(Dataset excerpts begins)
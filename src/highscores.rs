//! High score leaderboard
//!
//! Lives for the whole session and tracks the top 10 runs; restarts feed it.

use std::cmp::Ordering;

use serde::{Deserialize, Serialize};

use crate::consts::SIM_DT;

/// Maximum number of high scores to keep
pub const MAX_HIGH_SCORES: usize = 10;

/// A single high score entry
#[derive(Debug, Clone, PartialEq, Serialize, Deserialize)]
pub struct HighScoreEntry {
    /// Player's score
    pub score: u64,
    /// Wave reached
    pub wave: u32,
    /// Simulation ticks the run lasted
    pub ticks: u64,
}

impl HighScoreEntry {
    /// How long the run lasted, formatted as m:ss
    pub fn survived(&self) -> String {
        let secs = (self.ticks as f32 * SIM_DT) as u64;
        format!("{}:{:02}", secs / 60, secs % 60)
    }

    /// Board order: higher score, then deeper wave, then the quicker run
    fn board_order(&self, other: &Self) -> Ordering {
        other
            .score
            .cmp(&self.score)
            .then(other.wave.cmp(&self.wave))
            .then(self.ticks.cmp(&other.ticks))
    }
}

/// Runs of one session, best first
#[derive(Debug, Clone, Serialize, Deserialize, Default)]
pub struct HighScores {
    pub entries: Vec<HighScoreEntry>,
}

impl HighScores {
    pub fn new() -> Self {
        Self::default()
    }

    /// Record a finished run. Returns its 1-based place, or None when it
    /// scored nothing or falls off the end of a full board.
    pub fn add_score(&mut self, score: u64, wave: u32, ticks: u64) -> Option<usize> {
        if score == 0 {
            return None;
        }
        let entry = HighScoreEntry { score, wave, ticks };
        // Equal runs keep the earlier one ahead
        let index = self
            .entries
            .partition_point(|e| e.board_order(&entry) != Ordering::Greater);
        if index >= MAX_HIGH_SCORES {
            return None;
        }
        self.entries.insert(index, entry);
        self.entries.truncate(MAX_HIGH_SCORES);
        Some(index + 1)
    }

    pub fn is_empty(&self) -> bool {
        self.entries.is_empty()
    }

    pub fn best(&self) -> Option<&HighScoreEntry> {
        self.entries.first()
    }
}
//! Frame invariants checked over random input streams

use dot_shooter::consts::SIM_DT;
use dot_shooter::sim::{GameEvent, GamePhase, GameState, TickInput, WeaponKind, tick};
use glam::Vec2;
use proptest::prelude::*;

fn input_strategy() -> impl Strategy<Value = TickInput> {
    (
        (-1.0f32..=1.0, -1.0f32..=1.0),
        (-400.0f32..=400.0, -400.0f32..=400.0),
        any::<bool>(),
        prop::bool::weighted(0.05),
        prop::bool::weighted(0.03),
        prop::bool::weighted(0.1),
    )
        .prop_map(|((mx, my), (ax, ay), fire, reload, switch_weapon, dash)| TickInput {
            move_dir: Vec2::new(mx, my),
            // Offset from the player, resolved per tick below
            aim: Some(Vec2::new(ax, ay)),
            fire,
            reload,
            switch_weapon,
            dash,
            ..Default::default()
        })
}

fn aimed(state: &GameState, input: &TickInput) -> TickInput {
    let mut input = input.clone();
    input.aim = input.aim.map(|offset| state.player.pos + offset);
    input
}

proptest! {
    #![proptest_config(ProptestConfig::with_cases(32))]

    #[test]
    fn frame_invariants_hold(
        seed in any::<u64>(),
        inputs in prop::collection::vec(input_strategy(), 1..400),
    ) {
        let mut state = GameState::new(seed);
        let dash_window = state.tuning.dash_invuln_ticks;

        for raw in &inputs {
            let input = aimed(&state, raw);
            let ammo_before = state.player.ammo;
            let dash_before = state.player.dash_invuln_ticks;
            let enemies_before = state.enemies.len();
            let wave_before = state.wave;

            tick(&mut state, &input, SIM_DT);
            let p = &state.player;

            // Health and ammo stay within bounds
            prop_assert!(p.hp <= p.max_hp);
            for weapon in WeaponKind::ALL {
                prop_assert!(p.ammo.get(weapon) <= p.magazine.get(weapon));
            }

            // Dash window is bounded and never retriggered while open
            prop_assert!(p.dash_invuln_ticks <= dash_window);
            let dashed = state.events.iter().any(|e| matches!(e, GameEvent::Dashed { .. }));
            if dash_before > 1 {
                prop_assert!(!dashed);
            }

            // A shot always had a round to spend
            for event in &state.events {
                if let GameEvent::Shot { weapon, .. } = event {
                    let refilled = state.events.contains(&GameEvent::ReloadFinished { weapon: *weapon });
                    prop_assert!(*ammo_before.get(*weapon) > 0 || refilled);
                }
            }

            // The next wave only starts once the current one is wiped out
            if state.wave > wave_before {
                let killed = state
                    .events
                    .iter()
                    .filter(|e| matches!(e, GameEvent::EnemyKilled { .. }))
                    .count();
                prop_assert_eq!(killed, enemies_before);
                prop_assert_eq!(state.wave, wave_before + 1);
            }

            if state.phase == GamePhase::GameOver {
                prop_assert_eq!(state.player.hp, 0);
                break;
            }
        }
    }

    #[test]
    fn same_seed_same_run(seed in any::<u64>()) {
        let input = TickInput { autopilot: true, ..Default::default() };
        let mut a = GameState::new(seed);
        let mut b = GameState::new(seed);
        for _ in 0..240 {
            tick(&mut a, &input, SIM_DT);
            tick(&mut b, &input, SIM_DT);
        }
        prop_assert_eq!(a.score, b.score);
        prop_assert_eq!(a.wave, b.wave);
        prop_assert_eq!(a.player.pos, b.player.pos);
        prop_assert_eq!(a.player.hp, b.player.hp);
        prop_assert_eq!(a.enemies.len(), b.enemies.len());
    }
}

#[test]
fn empty_rifle_never_spawns_projectiles() {
    let mut state = GameState::new(77);
    state.player.ammo.rifle = 0;
    let input = TickInput {
        aim: Some(state.player.pos + Vec2::new(0.0, -100.0)),
        fire: true,
        ..Default::default()
    };
    for _ in 0..120 {
        tick(&mut state, &input, SIM_DT);
        assert_no_shot(&state);
    }
    assert_eq!(state.player.ammo.rifle, 0);
}

fn assert_no_shot(state: &GameState) {
    assert!(
        !state
            .events
            .iter()
            .any(|e| matches!(e, GameEvent::Shot { .. })),
        "shot fired with an empty magazine"
    );
}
(Dataset excerpts ends)
**Activity**
For the records above, restate every line word for word.

**Answer**
filename src/highscores.rs
//! High score leaderboard
//!
//! Lives for the whole session and tracks the top 10 runs; restarts feed it.

use std::cmp::Ordering;

use serde::{Deserialize, Serialize};

use crate::consts::SIM_DT;

/// Maximum number of high scores to keep
pub const MAX_HIGH_SCORES: usize = 10;

/// A single high score entry
#[derive(Debug, Clone, PartialEq, Serialize, Deserialize)]
pub struct HighScoreEntry {
    /// Player's score
    pub score: u64,
    /// Wave reached
    pub wave: u32,
    /// Simulation ticks the run lasted
    pub ticks: u64,
}

impl HighScoreEntry {
    /// How long the run lasted, formatted as m:ss
    pub fn survived(&self) -> String {
        let secs = (self.ticks as f32 * SIM_DT) as u64;
        format!("{}:{:02}", secs / 60, secs % 60)
    }

    /// Board order: higher score, then deeper wave, then the quicker run
    fn board_order(&self, other: &Self) -> Ordering {
        other
            .score
            .cmp(&self.score)
            .then(other.wave.cmp(&self.wave))
            .then(self.ticks.cmp(&other.ticks))
    }
}

/// Runs of one session, best first
#[derive(Debug, Clone, Serialize, Deserialize, Default)]
pub struct HighScores {
    pub entries: Vec<HighScoreEntry>,
}

impl HighScores {
    pub fn new() -> Self {
        Self::default()
    }

    /// Record a finished run. Returns its 1-based place, or None when it
    /// scored nothing or falls off the end of a full board.
    pub fn add_score(&mut self, score: u64, wave: u32, ticks: u64) -> Option<usize> {
        if score == 0 {
            return None;
        }
        let entry = HighScoreEntry { score, wave, ticks };
        // Equal runs keep the earlier one ahead
        let index = self
            .entries
            .partition_point(|e| e.board_order(&entry) != Ordering::Greater);
        if index >= MAX_HIGH_SCORES {
            return None;
        }
        self.entries.insert(index, entry);
        self.entries.truncate(MAX_HIGH_SCORES);
        Some(index + 1)
    }

    pub fn is_empty(&self) -> bool {
        self.entries.is_empty()
    }

    pub fn best(&self) -> Option<&HighScoreEntry> {
        self.entries.first()
    }
}
//! Frame invariants checked over random input streams

use dot_shooter::consts::SIM_DT;
use dot_shooter::sim::{GameEvent, GamePhase, GameState, TickInput, WeaponKind, tick};
use glam::Vec2;
use proptest::prelude::*;

fn input_strategy() -> impl Strategy<Value = TickInput> {
    (
        (-1.0f32..=1.0, -1.0f32..=1.0),
        (-400.0f32..=400.0, -400.0f32..=400.0),
        any::<bool>(),
        prop::bool::weighted(0.05),
        prop::bool::weighted(0.03),
        prop::bool::weighted(0.1),
    )
        .prop_map(|((mx, my), (ax, ay), fire, reload, switch_weapon, dash)| TickInput {
            move_dir: Vec2::new(mx, my),
            // Offset from the player, resolved per tick below
            aim: Some(Vec2::new(ax, ay)),
            fire,
            reload,
            switch_weapon,
            dash,
            ..Default::default()
        })
}

fn aimed(state: &GameState, input: &TickInput) -> TickInput {
    let mut input = input.clone();
    input.aim = input.aim.map(|offset| state.player.pos + offset);
    input
}

proptest! {
    #![proptest_config(ProptestConfig::with_cases(32))]

    #[test]
    fn frame_invariants_hold(
        seed in any::<u64>(),
        inputs in prop::collection::vec(input_strategy(), 1..400),
    ) {
        let mut state = GameState::new(seed);
        let dash_window = state.tuning.dash_invuln_ticks;

        for raw in &inputs {
            let input = aimed(&state, raw);
            let ammo_before = state.player.ammo;
            let dash_before = state.player.dash_invuln_ticks;
            let enemies_before = state.enemies.len();
            let wave_before = state.wave;

            tick(&mut state, &input, SIM_DT);
            let p = &state.player;

            // Health and ammo stay within bounds
            prop_assert!(p.hp <= p.max_hp);
            for weapon in WeaponKind::ALL {
                prop_assert!(p.ammo.get(weapon) <= p.magazine.get(weapon));
            }

            // Dash window is bounded and never retriggered while open
            prop_assert!(p.dash_invuln_ticks <= dash_window);
            let dashed = state.events.iter().any(|e| matches!(e, GameEvent::Dashed { .. }));
            if dash_before > 1 {
                prop_assert!(!dashed);
            }

            // A shot always had a round to spend
            for event in &state.events {
                if let GameEvent::Shot { weapon, .. } = event {
                    let refilled = state.events.contains(&GameEvent::ReloadFinished { weapon: *weapon });
                    prop_assert!(*ammo_before.get(*weapon) > 0 || refilled);
                }
            }

            // The next wave only starts once the current one is wiped out
            if state.wave > wave_before {
                let killed = state
                    .events
                    .iter()
                    .filter(|e| matches!(e, GameEvent::EnemyKilled { .. }))
                    .count();
                prop_assert_eq!(killed, enemies_before);
                prop_assert_eq!(state.wave, wave_before + 1);
            }

            if state.phase == GamePhase::GameOver {
                prop_assert_eq!(state.player.hp, 0);
                break;
            }
        }
    }

    #[test]
    fn same_seed_same_run(seed in any::<u64>()) {
        let input = TickInput { autopilot: true, ..Default::default() };
        let mut a = GameState::new(seed);
        let mut b = GameState::new(seed);
        for _ in 0..240 {
            tick(&mut a, &input, SIM_DT);
            tick(&mut b, &input, SIM_DT);
        }
        prop_assert_eq!(a.score, b.score);
        prop_assert_eq!(a.wave, b.wave);
        prop_assert_eq!(a.player.pos, b.player.pos);
        prop_assert_eq!(a.player.hp, b.player.hp);
        prop_assert_eq!(a.enemies.len(), b.enemies.len());
    }
}

#[test]
fn empty_rifle_never_spawns_projectiles() {
    let mut state = GameState::new(77);
    state.player.ammo.rifle = 0;
    let input = TickInput {
        aim: Some(state.player.pos + Vec2::new(0.0, -100.0)),
        fire: true,
        ..Default::default()
    };
    for _ in 0..120 {
        tick(&mut state, &input, SIM_DT);
        assert_no_shot(&state);
    }
    assert_eq!(state.player.ammo.rifle, 0);
}

fn assert_no_shot(state: &GameState) {
    assert!(
        !state
            .events
            .iter()
            .any(|e| matches!(e, GameEvent::Shot { .. })),
        "shot fired with an empty magazine"
    );
}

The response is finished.